Another Pythagorean philosopher whom he admired and whom he quotes was Sextius, from whom he learnt the admirable practice of daily self - examination: — " When the day was over, and he betook himself to his nightly rest, he used to ask himself, What evil have you cured to-day ? What vice have you resisted ? In what particular have you improved?" "I too adopt this custom," says Seneca, in his book on Anger, "and I daily plead my cause before myself, when the light has been taken away, and my wife, who is now aware of my habit, has become silent; I carefully consider in my heart the entire day, and take a deliberate estimate of my deeds and words".
It was however the Stoic Attalus who seems to have had the main share in the instruction of Seneca. He tells us how he used to haunt the school of the eloquent philosopher, being the first to enter and the last to leave it. "When I heard him declaiming," he says, "against vice, and error, and the ills of life, I often felt compassion for the human race, and believed my teacher to be exalted above the ordinary stature of mankind. In Stoic fashion he used to call himself a king; but to me his sovereignty seemed more than royal, seeing that it was in his power to pass his judgments on kings themselves. When he began to set forth the praises of poverty, and to show how heavy and superfluous was the burden of all that exceeded the ordinary wants of life, I often longed to leave school a poor man. When he began to reprehend our pleasures, to praise a chaste body, a moderate table, and a mind pure not from all unlawful but even from all superfluous pleasures, it was my delight to set strict limits to all voracity and gluttony.
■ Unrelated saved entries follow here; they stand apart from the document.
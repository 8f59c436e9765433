//! Data models for the portfolio API.
//!
//! Each entity has a stored form (bilingual fields as [`Bilingual`](crate::i18n::Bilingual)),
//! a request body, and where it is publicly readable a single-language view.

mod blog;
mod contact;
mod newsletter;
mod portfolio;
mod project;
mod timeline;

pub use blog::*;
pub use contact::*;
pub use newsletter::*;
pub use portfolio::*;
pub use project::*;
pub use timeline::*;
//! Portfolio API
//!
//! Bilingual (English/Norwegian) content backend for a personal portfolio site, with
//! SQLite persistence.

mod api;
mod config;
mod db;
mod errors;
mod i18n;
mod models;

use std::sync::Arc;

use axum::{
    body::Body,
    http::Request,
    routing::{get, post},
    Json, Router,
};
use serde::Serialize;
use tower::ServiceBuilder;
use tower_http::cors::{Any, CorsLayer};
use tower_http::request_id::{MakeRequestUuid, PropagateRequestIdLayer, SetRequestIdLayer};
use tower_http::trace::TraceLayer;
use tracing_subscriber::{layer::SubscriberExt, util::SubscriberInitExt, EnvFilter};

use config::{Config, LogFormat};
use db::Repository;

/// Application state shared across all handlers.
#[derive(Clone)]
pub struct AppState {
    pub repo: Arc<Repository>,
}

#[tokio::main]
async fn main() -> Result<(), Box<dyn std::error::Error>> {
    // Load configuration
    let config = Config::from_env();

    init_tracing(&config);

    tracing::info!("Starting Portfolio API");
    tracing::info!("Database path: {:?}", config.db_path);
    tracing::info!("Bind address: {}", config.bind_addr);
    tracing::warn!("Content creation, contact and subscriber routes are not authenticated");

    // Initialize database
    let pool = db::init_database(&config.db_path, config.db_max_connections).await?;
    let repo = Arc::new(Repository::new(pool));

    if config.seed_on_start {
        db::seed::seed_database(&repo).await?;
    }

    let state = AppState { repo: repo.clone() };

    // Build router
    let app = create_router(state);

    // Start server
    let listener = tokio::net::TcpListener::bind(&config.bind_addr).await?;
    tracing::info!("Server listening on {}", config.bind_addr);

    axum::serve(listener, app)
        .with_graceful_shutdown(shutdown_signal())
        .await?;

    repo.close().await;
    tracing::info!("Database connections closed");

    Ok(())
}

fn init_tracing(config: &Config) {
    let env_filter =
        EnvFilter::try_from_default_env().unwrap_or_else(|_| EnvFilter::new(&config.log_level));

    let registry = tracing_subscriber::registry().with(env_filter);
    match config.log_format {
        LogFormat::Json => registry.with(tracing_subscriber::fmt::layer().json()).init(),
        LogFormat::Pretty => registry.with(tracing_subscriber::fmt::layer()).init(),
    }
}

async fn shutdown_signal() {
    let ctrl_c = async {
        if let Err(e) = tokio::signal::ctrl_c().await {
            tracing::error!("Failed to listen for Ctrl+C: {}", e);
        }
    };

    #[cfg(unix)]
    let terminate = async {
        match tokio::signal::unix::signal(tokio::signal::unix::SignalKind::terminate()) {
            Ok(mut signal) => {
                signal.recv().await;
            }
            Err(e) => {
                tracing::error!("Failed to listen for SIGTERM: {}", e);
                std::future::pending::<()>().await;
            }
        }
    };

    #[cfg(not(unix))]
    let terminate = std::future::pending::<()>();

    tokio::select! {
        _ = ctrl_c => {},
        _ = terminate => {},
    }

    tracing::info!("Shutdown signal received");
}

/// Create the application router with all routes.
pub fn create_router(state: AppState) -> Router {
    // CORS configuration
    let cors = CorsLayer::new()
        .allow_origin(Any)
        .allow_methods(Any)
        .allow_headers(Any);

    // API routes
    let api_routes = Router::new()
        .route("/health", get(health_check))
        // Portfolio
        .route("/portfolio", get(api::get_portfolio).post(api::save_portfolio))
        // Timeline
        .route(
            "/timeline",
            get(api::list_timeline).post(api::create_timeline_entry),
        )
        // Projects
        .route("/projects", get(api::list_projects).post(api::create_project))
        // Blog
        .route("/blog", get(api::list_posts).post(api::create_post))
        .route("/blog/{slug}", get(api::get_post))
        // Contact
        .route("/contact", post(api::submit_contact))
        .route("/contacts", get(api::list_contacts))
        // Newsletter
        .route(
            "/newsletter",
            get(api::list_subscribers).post(api::subscribe),
        )
        .route("/newsletter/unsubscribe", post(api::unsubscribe));

    // Liveness probe outside the API prefix
    let health_routes = Router::new().route("/health", get(health_check));

    let middleware = ServiceBuilder::new()
        .layer(SetRequestIdLayer::x_request_id(MakeRequestUuid))
        .layer(
            TraceLayer::new_for_http().make_span_with(|request: &Request<Body>| {
                let request_id = request
                    .headers()
                    .get("x-request-id")
                    .and_then(|value| value.to_str().ok())
                    .unwrap_or("-");
                tracing::info_span!(
                    "http_request",
                    method = %request.method(),
                    uri = %request.uri(),
                    request_id = %request_id,
                )
            }),
        )
        .layer(PropagateRequestIdLayer::x_request_id())
        .layer(cors);

    Router::new()
        .nest("/api", api_routes)
        .merge(health_routes)
        .layer(middleware)
        .with_state(state)
}

#[derive(Serialize)]
struct HealthResponse {
    status: &'static str,
    message: &'static str,
}

/// Health check endpoint.
async fn health_check() -> Json<HealthResponse> {
    Json(HealthResponse {
        status: "healthy",
        message: "Portfolio API is running",
    })
}
//! Project API endpoints.

use axum::{extract::State, Json};
use serde::Deserialize;

use super::{
    require_text, require_translations, ApiJson, ApiQuery, ApiResult, CreatedResponse, LIST_LIMIT,
};
use crate::i18n::{localize_all, Lang};
use crate::models::{CreateProjectRequest, Project, ProjectView};
use crate::AppState;

/// Query parameters for GET /api/projects.
#[derive(Debug, Deserialize)]
pub struct ProjectsQuery {
    #[serde(default)]
    pub lang: Lang,
    #[serde(default)]
    pub featured_only: bool,
}

/// GET /api/projects - Projects, lowest `order` first.
pub async fn list_projects(
    State(state): State<AppState>,
    ApiQuery(query): ApiQuery<ProjectsQuery>,
) -> ApiResult<Vec<ProjectView>> {
    let projects = state
        .repo
        .list_projects(query.featured_only, LIST_LIMIT)
        .await?;
    Ok(Json(localize_all(&projects, query.lang)?))
}

/// POST /api/projects - Add a project.
pub async fn create_project(
    State(state): State<AppState>,
    ApiJson(request): ApiJson<CreateProjectRequest>,
) -> ApiResult<CreatedResponse> {
    require_translations("title", &request.title)?;
    require_translations("description", &request.description)?;
    require_text("github", &request.github)?;

    let project = Project::from_request(request);
    state.repo.create_project(&project).await?;

    Ok(Json(CreatedResponse {
        message: "Project created successfully".to_string(),
        id: project.id,
    }))
}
And these precepts have left some permanent results; for I embraced them with impetuous eagerness, and afterwards, when I entered upon a political career, I retained a few of my good beginnings. In consequence of them, I have all my life long renounced eating oysters and mushrooms, which do not satisfy hunger but only sharpen appetite: for this reason I habitually abstain from perfumes, because the sweetest perfume for the body is none at all: for this reason I do without wines and baths. Other habits which I once abandoned have come back to me, but in such a way that I merely substitute moderation for abstinence, which perhaps is a still more difficult task; since there are some things which it is easier for the mind to cut away altogether than to enjoy in moderation. Attalus used to recommend a hard couch in which the body could not sink; and, even in my old age, I use one of such a kind that it leaves no impress of the sleeper. I have told you these anecdotes to prove to you what eager impulses our little scholars would have to all that is good, if any one were to exhort them and urge them on. But the harm springs partly from the fault of preceptors, who teach us how to argue, not how to live; and partly from the fault of pupils, who bring to their teachers a purpose of training their intellect and not their souls. Thus it is that philosophy has been degraded into mere philology".